Two thousand nine hundred ninety five kilometers is a long way away. Definitely not the farthest corner of the world, but not such an easily reached one, either. Six weeks past (and another six weeks coming) is a lot of time to be apart for two thousand nine hundred ninety five kilometers.
In physics, distance over time makes for speed, but that's just a magnitude, and I'd hate to think of us as going nowhere fast (or slowly). When it comes to me and you, it's really more of a matter of velocity.

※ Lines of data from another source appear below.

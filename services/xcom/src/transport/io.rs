//! Stream framing shared by the serial and TCP transports

use bytes::BytesMut;
use common::hex::format_hex_pretty;
use errors::{XcomError, XcomResult};
use tokio::io::{AsyncRead, AsyncReadExt, AsyncWrite, AsyncWriteExt};
use tracing::debug;
use xcom_protocol::{complete_len, Package, MSG_MAX_LENGTH, SERIAL_TERMINATOR};

/// Write all bytes and flush
pub(crate) async fn write_packet<W>(writer: &mut W, data: &[u8], tag: &str) -> XcomResult<()>
where
    W: AsyncWrite + Unpin,
{
    writer.write_all(data).await?;
    writer.flush().await?;
    debug!(hex_data = %format_hex_pretty(data), length = data.len(), direction = "send", "[{tag}] Raw packet");
    Ok(())
}

/// Whether `buf` ends with a terminator that closes a package
///
/// 0x0D 0x0A may occur inside the binary package, so the terminator only
/// counts once the package it follows is complete.
fn terminated(buf: &[u8]) -> bool {
    let Some(body) = buf.strip_suffix(&SERIAL_TERMINATOR) else {
        return false;
    };
    match complete_len(body) {
        Some(needed) => body.len() >= needed,
        None => body.is_empty(),
    }
}

/// Read a serial reply up to its terminator (stripped) or `MSG_MAX_LENGTH` bytes
pub(crate) async fn read_terminated<R>(reader: &mut R, endpoint: &str) -> XcomResult<Vec<u8>>
where
    R: AsyncRead + Unpin,
{
    let mut buf = Vec::with_capacity(MSG_MAX_LENGTH);
    let mut chunk = [0u8; 64];

    loop {
        let room = (MSG_MAX_LENGTH - buf.len()).min(chunk.len());
        let n = reader.read(&mut chunk[..room]).await?;
        if n == 0 {
            break;
        }
        buf.extend_from_slice(&chunk[..n]);

        if terminated(&buf) {
            buf.truncate(buf.len() - SERIAL_TERMINATOR.len());
            break;
        }
        if buf.len() >= MSG_MAX_LENGTH {
            break;
        }
    }

    debug!(hex_data = %format_hex_pretty(&buf), length = buf.len(), direction = "recv", "[Serial Transport] Raw packet");
    if buf.is_empty() {
        return Err(XcomError::EmptyResponse(endpoint.to_string()));
    }
    Ok(buf)
}

/// Read one package from a byte stream
///
/// Bytes after the package stay in `buf` for the next call. A malformed
/// package clears the buffer since the stream position is lost.
pub(crate) async fn read_package<R>(
    reader: &mut R,
    buf: &mut BytesMut,
    peer: &str,
) -> XcomResult<Package>
where
    R: AsyncRead + Unpin,
{
    loop {
        if let Some(needed) = complete_len(&buf[..]) {
            if needed > MSG_MAX_LENGTH {
                buf.clear();
                return Err(XcomError::malformed(format!(
                    "declared package length {needed} exceeds {MSG_MAX_LENGTH} bytes"
                )));
            }
            if buf.len() >= needed {
                return match Package::parse_prefix(&buf[..]) {
                    Ok((package, consumed)) => {
                        let raw = buf.split_to(consumed);
                        debug!(hex_data = %format_hex_pretty(&raw), length = consumed, direction = "recv", "[TCP Transport] Raw packet");
                        Ok(package)
                    },
                    Err(e) => {
                        buf.clear();
                        Err(e)
                    },
                };
            }
        }

        buf.reserve(MSG_MAX_LENGTH);
        let n = reader.read_buf(buf).await?;
        if n == 0 {
            if buf.is_empty() {
                return Err(XcomError::EmptyResponse(peer.to_string()));
            }
            buf.clear();
            return Err(XcomError::connection(peer, "connection closed mid-package"));
        }
    }
}

#[cfg(test)]
#[allow(clippy::disallowed_methods)] // Test code - unwrap is acceptable
mod tests {
    use super::*;
    use bytes::Bytes;
    use xcom_protocol::{build_request, ObjectType, PropertyId, ServiceId};

    fn request(object_id: u32) -> Package {
        build_request(
            ServiceId::READ_PROPERTY,
            ObjectType::INFO,
            object_id,
            PropertyId::VALUE,
            Bytes::new(),
            1,
            100,
        )
    }

    #[test]
    fn test_terminator_inside_package_is_payload() {
        // 0x0D 0x0A as float payload bytes
        let reply = request(3000).response(vec![0x0D, 0x0A, 0x0D, 0x0A]);
        let bytes = reply.assemble().unwrap();

        let payload_end = bytes.len() - 2;
        assert!(!terminated(&bytes[..payload_end]));

        let mut framed = bytes.to_vec();
        framed.extend_from_slice(&SERIAL_TERMINATOR);
        assert!(terminated(&framed));
        assert!(terminated(&SERIAL_TERMINATOR));
    }

    #[tokio::test]
    async fn test_read_terminated_strips_terminator() {
        let reply = request(3011).response(vec![0x00, 0x00, 0x66, 0x43]);
        let mut framed = reply.assemble().unwrap().to_vec();
        framed.extend_from_slice(&SERIAL_TERMINATOR);

        let (mut client, mut device) = tokio::io::duplex(512);
        device.write_all(&framed).await.unwrap();

        let body = read_terminated(&mut client, "test").await.unwrap();
        assert_eq!(Package::parse(&body).unwrap(), reply);
    }

    #[tokio::test]
    async fn test_read_terminated_empty() {
        let (mut client, mut device) = tokio::io::duplex(64);
        device.write_all(&SERIAL_TERMINATOR).await.unwrap();
        assert!(matches!(
            read_terminated(&mut client, "test").await,
            Err(XcomError::EmptyResponse(_))
        ));

        let (mut client, device) = tokio::io::duplex(64);
        drop(device);
        assert!(matches!(
            read_terminated(&mut client, "test").await,
            Err(XcomError::EmptyResponse(_))
        ));
    }

    #[tokio::test]
    async fn test_read_package_keeps_following_bytes() {
        let first = request(1).response(vec![0x01]);
        let second = request(2).response(vec![0x02]);
        let mut stream = first.assemble().unwrap().to_vec();
        stream.extend_from_slice(&second.assemble().unwrap());

        let (mut client, mut device) = tokio::io::duplex(512);
        device.write_all(&stream).await.unwrap();

        let mut buf = BytesMut::new();
        assert_eq!(read_package(&mut client, &mut buf, "peer").await.unwrap(), first);
        assert_eq!(read_package(&mut client, &mut buf, "peer").await.unwrap(), second);
        assert!(buf.is_empty());
    }

    #[tokio::test]
    async fn test_read_package_garbage_clears_buffer() {
        let (mut client, mut device) = tokio::io::duplex(64);
        device.write_all(&[0x42, 0x43, 0x44]).await.unwrap();

        let mut buf = BytesMut::new();
        let err = read_package(&mut client, &mut buf, "peer").await.unwrap_err();
        assert!(matches!(err, XcomError::MalformedFrame(_)));
        assert!(buf.is_empty());
    }

    #[tokio::test]
    async fn test_read_package_closed_mid_package() {
        let bytes = request(5).response(vec![0x05]).assemble().unwrap();
        let (mut client, mut device) = tokio::io::duplex(64);
        device.write_all(&bytes[..8]).await.unwrap();
        drop(device);

        let mut buf = BytesMut::new();
        let err = read_package(&mut client, &mut buf, "peer").await.unwrap_err();
        assert!(matches!(err, XcomError::ConnectionFailed { .. }));
    }
}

See, I never thought I could deal well with displacement. I am the first half of Newton's First Law of Motion personified:
A body at rest will remain at rest unless acted on by an external force.And you, my darling, are an unstoppable force. You're never afraid to shake things up, to nudge us into new directions. You are the mover and shaker of my world. Inert as I am, I tried to resist by preferring that we both just stay here, two pairs of feet planted firmly on familiar soil. But this time apart has made me realize that those prideful statements about breaking things off are essentially balderdash (thank God for trial runs).
To be honest, I'm still not enthusiastic over the time and distance thing, and I'm hoping to finally have you with an average velocity of zero, back home with me. But if you need to be displaced, then I will be, too. Between the two of us, the math shouldn't be as hard as it sometimes looks. If it came down to a choice between being in motion and losing my guiding force, then I would be off at the speed of light in whatever direction you needed me to be.
(Full disclosure: You know I'm horrible at Physics, so every science-y thing here should be taken with a grain of salt and a ton of artistic license.)